Обе центральные проблемы «Трутня» и «Живописца» – сатирическое обличение власти и крестьянский вопрос, впервые поставленный Новиковым в его журналах как проблема безграничной и бесконтрольной власти одних людей над другими, изначально глубоко и прочно связаны между собой как лицевая и оборотная стороны одного и того же понятия абсолютной власти, определяющего государственное устройство России и ее частный быт. Именно это понятие в своих бытовой и идеологической вариациях подспудно организует скрытую мысль изданий Новикова и материализуется в качественно новом с точки зрения своей эстетической природы сквозном образе «Трутня» и «Живописца» – тиране-помещике.

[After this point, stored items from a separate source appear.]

//! Log target and filter helpers for dispatcher traffic.
//!
//! Every event the crate emits goes to [`HTTP_TARGET`]. [`http_filter`] turns
//! that target up without turning up the rest of the process, and
//! [`init_logging`] / [`init_json_logging`] install a global `fmt` subscriber
//! with that filter for binaries that have none of their own.
//!
//! ```rust,no_run
//! request_dispatch::telemetry::init_logging(tracing::Level::DEBUG)?;
//! # Ok::<(), request_dispatch::RequestError>(())
//! ```

use tracing::Level;
use tracing_subscriber::EnvFilter;
use tracing_subscriber::filter::{Directive, LevelFilter};

use crate::error::{RequestError, Result};

/// Target of every dispatch, response and interceptor event.
pub const HTTP_TARGET: &str = "request_dispatch::http";

/// `warn` everywhere, `level` for [`HTTP_TARGET`].
pub fn http_filter(level: Level) -> EnvFilter {
    EnvFilter::default()
        .add_directive(LevelFilter::WARN.into())
        .add_directive(http_directive(level))
}

fn http_directive(level: Level) -> Directive {
    format!("{HTTP_TARGET}={}", level.as_str().to_ascii_lowercase())
        .parse()
        .unwrap_or_else(|_| LevelFilter::from_level(level).into())
}

/// Install a text subscriber filtered by [`http_filter`].
///
/// Fails with [`RequestError::Configuration`] when a global subscriber is
/// already installed.
pub fn init_logging(level: Level) -> Result<()> {
    tracing_subscriber::fmt()
        .with_env_filter(http_filter(level))
        .with_target(true)
        .try_init()
        .map_err(already_installed)
}

/// [`init_logging`] with one JSON object per event.
pub fn init_json_logging(level: Level) -> Result<()> {
    tracing_subscriber::fmt()
        .with_env_filter(http_filter(level))
        .json()
        .flatten_event(true)
        .try_init()
        .map_err(already_installed)
}

fn already_installed(e: impl std::fmt::Display) -> RequestError {
    RequestError::Configuration(format!("Cannot install tracing subscriber: {e}"))
}
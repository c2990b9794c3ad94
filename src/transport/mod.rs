//! HTTP transport abstraction.
//!
//! The dispatcher never talks to the network directly. It hands a fully-formed
//! [`TransportRequest`] to an [`HttpTransport`] and gets back a
//! [`TransportResponse`] whose body can be consumed exactly once. The default
//! implementation is [`ReqwestTransport`]; tests and embedders can inject their
//! own to observe the final request or return synthetic responses.

pub mod client;

pub use client::ReqwestTransport;

use async_trait::async_trait;
use bytes::{Bytes, BytesMut};
use futures_util::StreamExt;
use reqwest::header::{CONTENT_TYPE, HeaderMap};
use serde::de::DeserializeOwned;
use std::fmt;

use crate::error::{RequestError, Result};
use crate::request::TransportRequest;
use crate::stream::ByteStream;

/// Performs one HTTP exchange.
///
/// Implementations should stop work and return an error once
/// `request.cancellation` fires; the dispatcher reports the deadline itself.
#[async_trait]
pub trait HttpTransport: Send + Sync {
    async fn execute(&self, request: TransportRequest) -> Result<TransportResponse>;
}

/// Unread response body.
pub struct ResponseBody {
    inner: ByteStream,
}

impl ResponseBody {
    pub fn from_stream(stream: ByteStream) -> Self {
        Self { inner: stream }
    }

    pub fn from_bytes(bytes: impl Into<Bytes>) -> Self {
        Self::from_stream(crate::stream::from_chunks([bytes.into()]))
    }

    pub fn empty() -> Self {
        Self::from_stream(Box::pin(futures::stream::empty::<Result<Bytes>>()))
    }

    /// Read the whole body into memory.
    pub async fn bytes(self) -> Result<Bytes> {
        let mut inner = self.inner;
        let mut buf = BytesMut::new();
        while let Some(chunk) = inner.next().await {
            buf.extend_from_slice(&chunk?);
        }
        Ok(buf.freeze())
    }

    pub async fn read_text(self) -> Result<String> {
        let bytes = self.bytes().await?;
        String::from_utf8(bytes.to_vec())
            .map_err(|e| RequestError::Decode(format!("Response body is not UTF-8: {e}")))
    }

    pub async fn read_json<T: DeserializeOwned>(self) -> Result<T> {
        let bytes = self.bytes().await?;
        Ok(serde_json::from_slice(&bytes)?)
    }

    /// Hand the live chunk stream to the caller.
    pub fn into_stream(self) -> ByteStream {
        self.inner
    }
}

impl fmt::Debug for ResponseBody {
    fn fmt(&self, f: &mut fmt::Formatter<'_>) -> fmt::Result {
        f.debug_struct("ResponseBody").finish_non_exhaustive()
    }
}

/// Raw response as returned by a transport.
#[derive(Debug)]
pub struct TransportResponse {
    pub status: u16,
    pub headers: HeaderMap,
    pub url: String,
    pub body: ResponseBody,
}

impl TransportResponse {
    pub fn new(status: u16, url: impl Into<String>) -> Self {
        Self {
            status,
            headers: HeaderMap::new(),
            url: url.into(),
            body: ResponseBody::empty(),
        }
    }

    pub fn with_headers(mut self, headers: HeaderMap) -> Self {
        self.headers = headers;
        self
    }

    pub fn with_body(mut self, body: ResponseBody) -> Self {
        self.body = body;
        self
    }

    /// 2xx check.
    pub fn ok(&self) -> bool {
        (200..300).contains(&self.status)
    }

    /// Case-insensitive header lookup. Non-UTF-8 values read as absent.
    pub fn header(&self, name: &str) -> Option<&str> {
        self.headers.get(name).and_then(|v| v.to_str().ok())
    }

    pub fn content_type(&self) -> Option<&str> {
        self.headers.get(CONTENT_TYPE).and_then(|v| v.to_str().ok())
    }
}
//! Verb-level request builder.
//!
//! Returned by [`Dispatcher::get`], [`Dispatcher::post`] and friends. Each
//! builder binds its parameters onto [`Dispatcher::send`].

use reqwest::Method;
use serde::de::DeserializeOwned;

use crate::body::Body;
use crate::dispatcher::{Dispatcher, SendOptions};
use crate::error::Result;
use crate::request::RequestConfig;
use crate::response::ResponseEnvelope;

/// A pending call, not yet sent.
#[must_use = "requests do nothing until `send` or `send_full` is awaited"]
#[derive(Debug)]
pub struct DispatchBuilder<'a> {
    dispatcher: &'a Dispatcher,
    method: Method,
    path: String,
    config: Option<RequestConfig>,
    body: Option<Body>,
    options: SendOptions,
}

impl<'a> DispatchBuilder<'a> {
    pub(crate) fn new(
        dispatcher: &'a Dispatcher,
        method: Method,
        path: String,
        body: Option<Body>,
    ) -> Self {
        Self {
            dispatcher,
            method,
            path,
            config: None,
            body,
            options: SendOptions::default(),
        }
    }

    /// Per-call transport options.
    pub fn config(mut self, config: RequestConfig) -> Self {
        self.config = Some(config);
        self
    }

    /// Send a multipart body as flattened JSON.
    pub fn convert_form(mut self, convert: bool) -> Self {
        self.options.convert_form = convert;
        self
    }

    pub fn method(&self) -> &Method {
        &self.method
    }

    pub fn path(&self) -> &str {
        &self.path
    }

    /// Send and return only the decoded payload.
    pub async fn send<T: DeserializeOwned>(self) -> Result<T> {
        self.send_full().await.map(ResponseEnvelope::into_data)
    }

    /// Send and return the payload with status, headers, url and content type.
    pub async fn send_full<T: DeserializeOwned>(self) -> Result<ResponseEnvelope<T>> {
        self.dispatcher
            .send(
                self.method,
                &self.path,
                self.config,
                self.body.as_ref(),
                self.options,
            )
            .await
    }
}
//! `reqwest`-backed transport.

use async_trait::async_trait;
use futures_util::StreamExt;
use reqwest::multipart::{Form, Part};

use super::{HttpTransport, ResponseBody, TransportResponse};
use crate::body::{FormData, FormValue, WireBody};
use crate::error::{RequestError, Result};
use crate::request::TransportRequest;
use crate::telemetry::HTTP_TARGET;

/// Default transport over a shared `reqwest::Client`.
///
/// Only method, URL, headers and body reach the wire. The opaque
/// [`RequestConfig::options`](crate::request::RequestConfig::options) bag is
/// ignored here: browser-style keys such as `credentials`, `mode` or `cache`
/// have no `reqwest` equivalent. Transports that understand them can read
/// [`TransportRequest::options`] in their own [`HttpTransport`] impl.
#[derive(Debug, Clone, Default)]
pub struct ReqwestTransport {
    client: reqwest::Client,
}

impl ReqwestTransport {
    pub fn new() -> Self {
        Self::default()
    }

    /// Reuse an already configured client (proxy, TLS, default headers, ...).
    pub fn from_client(client: reqwest::Client) -> Self {
        Self { client }
    }

    fn build_form(form: FormData) -> Result<Form> {
        let mut out = Form::new();
        for (name, value) in form.fields() {
            out = match value {
                FormValue::Text(text) => out.text(name.to_string(), text.clone()),
                FormValue::File {
                    file_name,
                    content_type,
                    bytes,
                } => {
                    let mime = content_type.clone().unwrap_or_else(|| {
                        mime_guess::from_path(file_name)
                            .first_or_octet_stream()
                            .essence_str()
                            .to_string()
                    });
                    let part = Part::bytes(bytes.clone())
                        .file_name(file_name.clone())
                        .mime_str(&mime)
                        .map_err(|e| {
                            RequestError::Configuration(format!(
                                "Invalid MIME type '{mime}' for form field '{name}': {e}"
                            ))
                        })?;
                    out.part(name.to_string(), part)
                }
            };
        }
        Ok(out)
    }

    async fn exchange(&self, request: TransportRequest) -> Result<TransportResponse> {
        if !request.options.is_empty() {
            tracing::trace!(
                target: HTTP_TARGET,
                options = ?request.options.keys().collect::<Vec<_>>(),
                "ignoring request options"
            );
        }
        let mut builder = self
            .client
            .request(request.method, request.url.as_str())
            .headers(request.headers);
        builder = match request.body {
            Some(WireBody::Text(text)) => builder.body(text),
            Some(WireBody::Form(form)) => builder.multipart(Self::build_form(form)?),
            None => builder,
        };

        let response = builder.send().await?;
        let status = response.status().as_u16();
        let headers = response.headers().clone();
        let url = response.url().to_string();
        let stream = response
            .bytes_stream()
            .map(|chunk| chunk.map_err(|e| RequestError::Transport(format!("Stream error: {e}"))));

        Ok(TransportResponse {
            status,
            headers,
            url,
            body: ResponseBody::from_stream(Box::pin(stream)),
        })
    }
}

#[async_trait]
impl HttpTransport for ReqwestTransport {
    async fn execute(&self, request: TransportRequest) -> Result<TransportResponse> {
        match request.cancellation.clone() {
            Some(token) => tokio::select! {
                _ = token.cancelled() => Err(RequestError::Transport("request aborted".to_string())),
                result = self.exchange(request) => result,
            },
            None => self.exchange(request).await,
        }
    }
}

Эта контаминация двух разных эстетических сфер (ибо образ тирана находился до сих пор в компетенции высокой трагедии, а помещик безраздельно принадлежал сатирико-комедийной традиции) появляется уже в листе 6 «Трутня»:
Змеян увещевает, чтобы всякий помещик ‹…› был тираном своим служителям, ‹…› чтоб они были голодны, наги и босы и чтоб одна жестокость содержала сих зверей в порядке и послушании (61).
Характерной приметой этого образа является постоянная акцептация атрибутов высшей, почти божественной власти, ставящая между помещиком и царем, помещиком и божеством знак почти полного равенства:
Безрассуд ‹…› не удостоивает их наклонением своей головы, когда они по восточному обыкновению пред ним по земле распростираются. ‹…› Бедные крестьяне любить его как отца не смеют, но, почитая в нем своего тирана, его трепещут. ‹…› Они и думать не смеют, что у них есть что-нибудь собственное, но говорят: это не мое, но божие и господское (135).